Etymology: Old English unþanc (masculine) (< un- un- prefix¹ 6 + þanc thank n.), = Old Frisian unthonk (West Frisian ontank, North Frisian untoonk), Middle Dutch ondanc (Dutch ondank), Middle Low German undank, Old High German undanch, unthank (Middle High German undanc, German undank) ingratitude, displeasure, etc.; Old Norse úþökk (feminine), a reproach, censure, etc. (Middle Swedish othak, Swedish otack, Middle Danish and Danish utak ingratitude, etc.).

Obsolete.
I. Senses relating to disfavour or displeasure.
1.
a. Absence of gratitude or good-will; unfavourable thought or feeling; ill-will, disfavour; displeasure expressed in actions or words.
c893 tr. Orosius Hist. iv. x. §11 Þa wæs Hannibale æfter hiera hæðeniscum gewunan þæt and wyrde swiþe lað, & him unþanc sæde þæs and wyrdes.
[…]
c1405 (▸c1390) G. Chaucer Reeve’s Tale (Hengwrt) (2003) l. 162 Vnthank come on his hand þt boond hym so.
[…]
1557 Earl of Surrey et al. Songes & Sonettes sig. Bb.iᵛ Vnthanke to our desert be geuen, Which merite not a heauens gift to kepe.

b. In the phrase to have unthank.
c1325 in Wright Pol. Songs (Camden) 327 But unthank have the bishop that lat hit so go.
[…]
c1400 (▸?c1380) Cleanness (1920) l. 183 For þeft, & for þrepyng, vnþonk may mon haue.

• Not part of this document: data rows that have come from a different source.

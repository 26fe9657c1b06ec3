//! Configuration management
//!
//! Loads configuration from:
//! 1. Default values
//! 2. Configuration file (config/local.toml)
//! 3. Environment variables (override)

use serde::Deserialize;
use std::path::PathBuf;

/// Main application configuration
#[derive(Debug, Clone, Deserialize)]
pub struct AppConfig {
    pub server: ServerConfig,
    pub database: DatabaseConfig,
    pub pagination: PaginationConfig,
    pub logging: LoggingConfig,
}

/// Server configuration
#[derive(Debug, Clone, Deserialize)]
pub struct ServerConfig {
    /// Bind address (e.g., "0.0.0.0")
    pub host: String,
    /// Port number (e.g., 8080)
    pub port: u16,
}

/// Database configuration (SQLite only)
#[derive(Debug, Clone, Deserialize)]
pub struct DatabaseConfig {
    /// Path to SQLite database file
    pub path: PathBuf,
}

/// Pagination defaults and caps for listing endpoints
#[derive(Debug, Clone, Deserialize)]
pub struct PaginationConfig {
    /// Default page size for notification listings
    pub notification_limit: u32,
    /// Default page size for watch-history listings
    pub history_limit: u32,
    /// Hard cap on any requested page size
    pub max_limit: u32,
}

/// Logging configuration
#[derive(Debug, Clone, Deserialize)]
pub struct LoggingConfig {
    /// Log level (trace, debug, info, warn, error)
    pub level: String,
    /// Log format ("pretty" or "json")
    pub format: String,
}

impl AppConfig {
    /// Load configuration from files and environment
    ///
    /// # Priority (low to high)
    /// 1. Default values
    /// 2. config/default.toml
    /// 3. config/local.toml
    /// 4. Environment variables (CLIPNEST__*)
    pub fn load() -> Result<Self, crate::error::AppError> {
        use config::{Config, Environment, File};

        let config = Config::builder()
            // Start with default values
            .set_default("server.host", "127.0.0.1")?
            .set_default("server.port", 8080)?
            .set_default("database.path", "data/clipnest.db")?
            .set_default("pagination.notification_limit", 10)?
            .set_default("pagination.history_limit", 20)?
            .set_default("pagination.max_limit", 100)?
            .set_default("logging.level", "info")?
            .set_default("logging.format", "pretty")?
            // Load from config/default.toml if it exists
            .add_source(File::with_name("config/default").required(false))
            // Load from config/local.toml if it exists (overrides default)
            .add_source(File::with_name("config/local").required(false))
            // Load from environment variables (CLIPNEST_*)
            .add_source(
                Environment::with_prefix("CLIPNEST")
                    .separator("__")
                    .try_parsing(true),
            )
            .build()
            .map_err(|e| crate::error::AppError::Config(e.to_string()))?;

        let app_config: Self = config
            .try_deserialize()
            .map_err(|e| crate::error::AppError::Config(e.to_string()))?;
        app_config.validate()?;
        Ok(app_config)
    }

    /// Validate configuration values
    fn validate(&self) -> Result<(), crate::error::AppError> {
        if self.pagination.max_limit == 0 {
            return Err(crate::error::AppError::Config(
                "pagination.max_limit must be greater than zero".to_string(),
            ));
        }
        if self.pagination.notification_limit == 0 || self.pagination.history_limit == 0 {
            return Err(crate::error::AppError::Config(
                "pagination default limits must be greater than zero".to_string(),
            ));
        }
        if !matches!(self.logging.format.as_str(), "pretty" | "json") {
            return Err(crate::error::AppError::Config(format!(
                "logging.format must be \"pretty\" or \"json\", got \"{}\"",
                self.logging.format
            )));
        }
        Ok(())
    }
}

#[cfg(test)]
mod tests {
    use super::*;

    fn base_config() -> AppConfig {
        AppConfig {
            server: ServerConfig {
                host: "127.0.0.1".to_string(),
                port: 8080,
            },
            database: DatabaseConfig {
                path: PathBuf::from("data/test.db"),
            },
            pagination: PaginationConfig {
                notification_limit: 10,
                history_limit: 20,
                max_limit: 100,
            },
            logging: LoggingConfig {
                level: "info".to_string(),
                format: "pretty".to_string(),
            },
        }
    }

    #[test]
    fn valid_config_passes_validation() {
        assert!(base_config().validate().is_ok());
    }

    #[test]
    fn zero_max_limit_is_rejected() {
        let mut config = base_config();
        config.pagination.max_limit = 0;
        assert!(config.validate().is_err());
    }

    #[test]
    fn unknown_log_format_is_rejected() {
        let mut config = base_config();
        config.logging.format = "xml".to_string();
        assert!(config.validate().is_err());
    }
}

2. An act or circumstance causing displeasure or annoyance; an offence or injury.
c897 K. Ælfred tr. Gregory Pastoral Care xlix. 379 And ða forðyðe he forwandode ðæt he swa ne dyde, ða ageaf he hit [sc. ðæt feoh] to unðances.
[…]
13.. Guy of Warw. 5311 His brond..brac vnto his hond. ‘Allas,’ quaþ Gij, ‘þis vnþang! Were no may y me nouȝt lang’.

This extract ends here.